A federal jury recently found in favor of State Farm Lloyds in a suit brought by a Hidalgo County resident claiming the company failed to fully compensate him by paying to replace his cement tile roof following the March 29, 2012, hailstorm that swept through the area.

Plaintiff Joe Cantu originally filed suit against State Farm in state court. The case was removed to federal court in March 2013, court records show.

Nearly three years later, the litigation went to trial, with a jury finding in favor of State Farm on Jan. 27.

Cantu asserts the hailstorm marred his Mission home, damaging his roof, pool, outside kitchen and fence. He sought total roof replacement for “8 to 14” damaged cement tiles, court records show.

State Farm assigned an adjuster, who allegedly “turned a blind eye to damages that were clearly covered under the policy,” the suit states.

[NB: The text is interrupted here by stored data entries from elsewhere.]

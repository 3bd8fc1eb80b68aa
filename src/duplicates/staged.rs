//! Staged hashing of size buckets.
//!
//! # Overview
//!
//! Each size bucket goes through two content filters:
//!
//! 1. **Prefix**: hash the first `prefix_bytes` of every member, split by
//!    prefix digest, and drop sub-groups of one.
//! 2. **Full**: re-read every surviving member from the start, split by full
//!    digest. Sub-groups of two or more are duplicates.
//!
//! A file whose digest fails is dropped from its bucket and the error is
//! kept as a warning; the rest of the bucket is unaffected.
//!
//! # Concurrency
//!
//! [`StagedHasher::stage_all`] runs buckets in parallel on a dedicated rayon
//! pool. Each task owns its bucket outright, so no shared maps or locks are
//! involved in grouping. The number of files open at once is bounded
//! separately by an [`IoLimiter`] so that a wide CPU pool does not thrash
//! the disk.

use std::collections::HashMap;
use std::sync::atomic::{AtomicBool, AtomicUsize, Ordering};
use std::sync::{Arc, Condvar, Mutex, PoisonError};

use rayon::prelude::*;

use super::bucket::SizeBucket;
use crate::progress::ProgressCallback;
use crate::scanner::{Digest, DigestError, DigestMode, Digester, FileRecord};

/// Counting semaphore bounding concurrent file reads.
#[derive(Debug)]
pub struct IoLimiter {
    available: Mutex<usize>,
    released: Condvar,
    capacity: usize,
}

impl IoLimiter {
    /// Create a limiter allowing `capacity` concurrent readers (at least 1).
    #[must_use]
    pub fn new(capacity: usize) -> Self {
        let capacity = capacity.max(1);
        Self {
            available: Mutex::new(capacity),
            released: Condvar::new(),
            capacity,
        }
    }

    /// Maximum number of concurrent readers.
    #[must_use]
    pub fn capacity(&self) -> usize {
        self.capacity
    }

    /// Block until a permit is free. The permit is returned on drop.
    pub fn acquire(&self) -> IoPermit<'_> {
        let mut available = self
            .available
            .lock()
            .unwrap_or_else(PoisonError::into_inner);
        while *available == 0 {
            available = self
                .released
                .wait(available)
                .unwrap_or_else(PoisonError::into_inner);
        }
        *available -= 1;
        IoPermit { limiter: self }
    }

    fn release(&self) {
        let mut available = self
            .available
            .lock()
            .unwrap_or_else(PoisonError::into_inner);
        *available += 1;
        self.released.notify_one();
    }
}

/// A held read slot of an [`IoLimiter`].
#[derive(Debug)]
pub struct IoPermit<'a> {
    limiter: &'a IoLimiter,
}

impl Drop for IoPermit<'_> {
    fn drop(&mut self) {
        self.limiter.release();
    }
}

/// Counters from staged hashing.
#[derive(Debug, Clone, Default, PartialEq, Eq)]
pub struct StageStats {
    /// Successful prefix digests
    pub prefix_digests: usize,
    /// Successful full digests
    pub full_digests: usize,
    /// Files dropped because their prefix digest was unique
    pub eliminated_by_prefix: usize,
    /// Bytes read by full digests
    pub bytes_hashed: u64,
    /// Files dropped because a digest failed
    pub failed_files: usize,
}

impl StageStats {
    /// Add another bucket's counters to these.
    pub fn merge(&mut self, other: &Self) {
        self.prefix_digests += other.prefix_digests;
        self.full_digests += other.full_digests;
        self.eliminated_by_prefix += other.eliminated_by_prefix;
        self.bytes_hashed += other.bytes_hashed;
        self.failed_files += other.failed_files;
    }
}

/// Result of staging one size bucket.
#[derive(Debug, Clone, Default)]
pub struct StagedBucket {
    /// Size shared by every file of the bucket
    pub size: u64,
    /// Full-digest matches of 2+ files, in discovery order of their first member
    pub groups: Vec<(Digest, Vec<FileRecord>)>,
    /// Digest failures (cancellations are not recorded)
    pub warnings: Vec<DigestError>,
    /// Counters for the summary
    pub stats: StageStats,
    /// Cancellation cut this bucket short; `groups` is empty
    pub interrupted: bool,
}

impl StagedBucket {
    fn new(size: u64) -> Self {
        Self {
            size,
            ..Default::default()
        }
    }

    fn interrupt(mut self) -> Self {
        self.groups.clear();
        self.interrupted = true;
        self
    }
}

/// Split digest results into the successes, keeping failures as warnings.
fn absorb<T>(
    staged: &mut StagedBucket,
    results: Vec<(T, Result<Digest, DigestError>)>,
) -> Vec<(T, Digest)> {
    let mut ok = Vec::with_capacity(results.len());
    for (item, result) in results {
        match result {
            Ok(digest) => ok.push((item, digest)),
            Err(e) if e.is_cancelled() => staged.interrupted = true,
            Err(e) => {
                staged.stats.failed_files += 1;
                staged.warnings.push(e);
            }
        }
    }
    ok
}

/// Group items by key, keeping first-seen order of keys and of members.
fn split_ordered<K, T>(items: impl IntoIterator<Item = (K, T)>) -> Vec<(K, Vec<T>)>
where
    K: Copy + Eq + std::hash::Hash,
{
    let mut index: HashMap<K, usize> = HashMap::new();
    let mut groups: Vec<(K, Vec<T>)> = Vec::new();
    for (key, item) in items {
        match index.get(&key) {
            Some(&i) => groups[i].1.push(item),
            None => {
                index.insert(key, groups.len());
                groups.push((key, vec![item]));
            }
        }
    }
    groups
}

/// Runs the prefix and full digest stages over size buckets.
#[derive(Clone)]
pub struct StagedHasher {
    digester: Digester,
    prefix_bytes: u64,
    io_limiter: Arc<IoLimiter>,
    shutdown_flag: Option<Arc<AtomicBool>>,
    progress_callback: Option<Arc<dyn ProgressCallback>>,
    processed: Arc<AtomicUsize>,
}

impl std::fmt::Debug for StagedHasher {
    fn fmt(&self, f: &mut std::fmt::Formatter<'_>) -> std::fmt::Result {
        f.debug_struct("StagedHasher")
            .field("digester", &self.digester)
            .field("prefix_bytes", &self.prefix_bytes)
            .field("io_concurrency", &self.io_limiter.capacity())
            .field("shutdown_flag", &self.shutdown_flag.is_some())
            .field("progress_callback", &self.progress_callback.is_some())
            .finish()
    }
}

impl StagedHasher {
    /// Create a staged hasher.
    ///
    /// # Arguments
    ///
    /// * `digester` - Digest engine (carries the algorithm)
    /// * `prefix_bytes` - Bytes hashed in the prefix stage
    /// * `io_concurrency` - Maximum simultaneously open readers
    #[must_use]
    pub fn new(digester: Digester, prefix_bytes: u64, io_concurrency: usize) -> Self {
        Self {
            digester,
            prefix_bytes,
            io_limiter: Arc::new(IoLimiter::new(io_concurrency)),
            shutdown_flag: None,
            progress_callback: None,
            processed: Arc::new(AtomicUsize::new(0)),
        }
    }

    /// Skip remaining files and buckets once this flag becomes `true`.
    #[must_use]
    pub fn with_shutdown_flag(mut self, flag: Arc<AtomicBool>) -> Self {
        self.shutdown_flag = Some(flag);
        self
    }

    /// Report per-file progress to this callback.
    #[must_use]
    pub fn with_progress_callback(mut self, callback: Arc<dyn ProgressCallback>) -> Self {
        self.progress_callback = Some(callback);
        self
    }

    fn is_shutdown_requested(&self) -> bool {
        self.shutdown_flag
            .as_ref()
            .is_some_and(|f| f.load(Ordering::SeqCst))
    }

    fn digest(&self, record: &FileRecord, mode: DigestMode) -> Result<Digest, DigestError> {
        if self.is_shutdown_requested() {
            return Err(DigestError::Cancelled(record.path.clone()));
        }
        let _permit = self.io_limiter.acquire();
        self.digester.compute(&record.path, mode)
    }

    /// Mark a file as leaving the pipeline.
    fn advance(&self, record: &FileRecord) {
        if let Some(ref callback) = self.progress_callback {
            let done = self.processed.fetch_add(1, Ordering::Relaxed) + 1;
            callback.on_progress(done, record.path.to_string_lossy().as_ref());
        }
    }

    /// Run both stages over one bucket.
    ///
    /// Members are digested in parallel on the current rayon pool.
    #[must_use]
    pub fn stage(&self, bucket: SizeBucket) -> StagedBucket {
        let SizeBucket { size, files } = bucket;
        let mut staged = StagedBucket::new(size);

        if self.is_shutdown_requested() {
            log::trace!("Skipping bucket of {} bytes: shutdown requested", size);
            return staged.interrupt();
        }

        // Stage 1: prefix digests
        let prefix_results: Vec<_> = files
            .into_par_iter()
            .enumerate()
            .map(|(order, file)| {
                let result = self.digest(&file, DigestMode::Prefix(self.prefix_bytes));
                if let Err(ref e) = result {
                    if !e.is_cancelled() {
                        log::warn!("Failed to hash prefix of {}: {}", file.path.display(), e);
                        self.advance(&file);
                    }
                }
                ((order, file), result)
            })
            .collect();

        let prefixed = absorb(&mut staged, prefix_results);
        staged.stats.prefix_digests = prefixed.len();
        if staged.interrupted {
            log::debug!("Bucket of {} bytes interrupted during prefix stage", size);
            return staged.interrupt();
        }

        let mut survivors = Vec::new();
        for (prefix, members) in split_ordered(prefixed.into_iter().map(|(f, d)| (d, f))) {
            if members.len() < 2 {
                staged.stats.eliminated_by_prefix += members.len();
                for (_, file) in &members {
                    log::trace!("Unique prefix: {}", file.path.display());
                    self.advance(file);
                }
            } else {
                survivors.extend(members.into_iter().map(|(order, f)| (order, prefix, f)));
            }
        }
        // Restore discovery order across prefix sub-groups
        survivors.sort_by_key(|(order, _, _)| *order);

        if survivors.is_empty() {
            log::debug!("Bucket of {} bytes: all prefixes unique", size);
            return staged;
        }

        // Stage 2: full digests, re-read from the start
        let full_results: Vec<_> = survivors
            .into_par_iter()
            .map(|(_, prefix, file)| {
                let result = self.digest(&file, DigestMode::Full);
                match result {
                    Ok(_) => {
                        if let Some(ref callback) = self.progress_callback {
                            callback.on_item_completed(file.size);
                        }
                        self.advance(&file);
                    }
                    Err(ref e) if !e.is_cancelled() => {
                        log::warn!("Failed to hash {}: {}", file.path.display(), e);
                        self.advance(&file);
                    }
                    Err(_) => {}
                }
                ((prefix, file), result)
            })
            .collect();

        let hashed = absorb(&mut staged, full_results);
        staged.stats.full_digests = hashed.len();
        staged.stats.bytes_hashed = size.saturating_mul(hashed.len() as u64);
        if staged.interrupted {
            log::debug!("Bucket of {} bytes interrupted during full stage", size);
            return staged.interrupt();
        }

        staged.groups = split_ordered(
            hashed
                .into_iter()
                .map(|((prefix, file), full)| ((prefix, full), file)),
        )
        .into_iter()
        .filter(|(_, members)| members.len() > 1)
        .map(|((_, full), members)| (full, members))
        .collect();

        log::debug!(
            "Bucket of {} bytes: {} duplicate group(s)",
            size,
            staged.groups.len()
        );
        staged
    }

    /// Stage every bucket on a pool of `cpu_concurrency` threads.
    ///
    /// Results are returned in the order of `buckets`.
    ///
    /// # Errors
    ///
    /// Returns an error if the thread pool cannot be created.
    pub fn stage_all(
        &self,
        buckets: Vec<SizeBucket>,
        cpu_concurrency: usize,
    ) -> Result<Vec<StagedBucket>, rayon::ThreadPoolBuildError> {
        let pool = rayon::ThreadPoolBuilder::new()
            .num_threads(cpu_concurrency.max(1))
            .thread_name(|i| format!("dff-hash-{i}"))
            .build()?;

        log::info!(
            "Hashing {} bucket(s) on {} thread(s), {} concurrent reader(s)",
            buckets.len(),
            pool.current_num_threads(),
            self.io_limiter.capacity()
        );

        Ok(pool.install(|| buckets.into_par_iter().map(|b| self.stage(b)).collect()))
    }
}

Cantu alleges his claim was undervalued at $2,443.15, which was, “not coincidentally,” under his deductible.

“It is common practice for State Farm to estimate the damages sustained by one of its insured’s to be under the deductible so that State Farm does not have to pay any money on the claim,” the suit alleges.

Court records show State Farm moved for summary judgment last May, arguing there was no evidence to support Cantu’s allegations.

“Plaintiff alleges that he is entitled to an entirely new roof because repairing the 8 to 14 damaged tiles on his roof may result in the use of tiles that are similar, not the same, as the brand of tiles currently on his roof,” the motion states.

“However, even if Plaintiff’s damages exceeded his deductible, the Policy provides for repairs of like, kind, and quality. As such State Farm did not breach the insurance policy.”

Dallas commercial insurance attorney Steven Badger with Zelle LLP believes State Farm “should be commended for having the fortitude to take these matters to trial and demonstrate that the lawsuits are without merit.”

“The outcome is not surprising. Like previous jury verdicts favorable to the insurance companies, it is obvious juries are realizing that most of these hail damage lawsuits do not involve the underpayment of legitimate claims,” said Badger.

“Instead, juries recognize that these lawsuits are about roofing contractors, public adjusters, policyholder attorneys, and their so-called experts trying to manipulate the system for their own financial gain.”

Badger represents the insurance industry in responding to hail damage lawsuits.

State Farm is represented in part by Christopher Martin, attorney for the Houston law firm Martin, Disiere, Jefferson & Wisdom.

Cantu is represented by Houston attorney Richard Daly.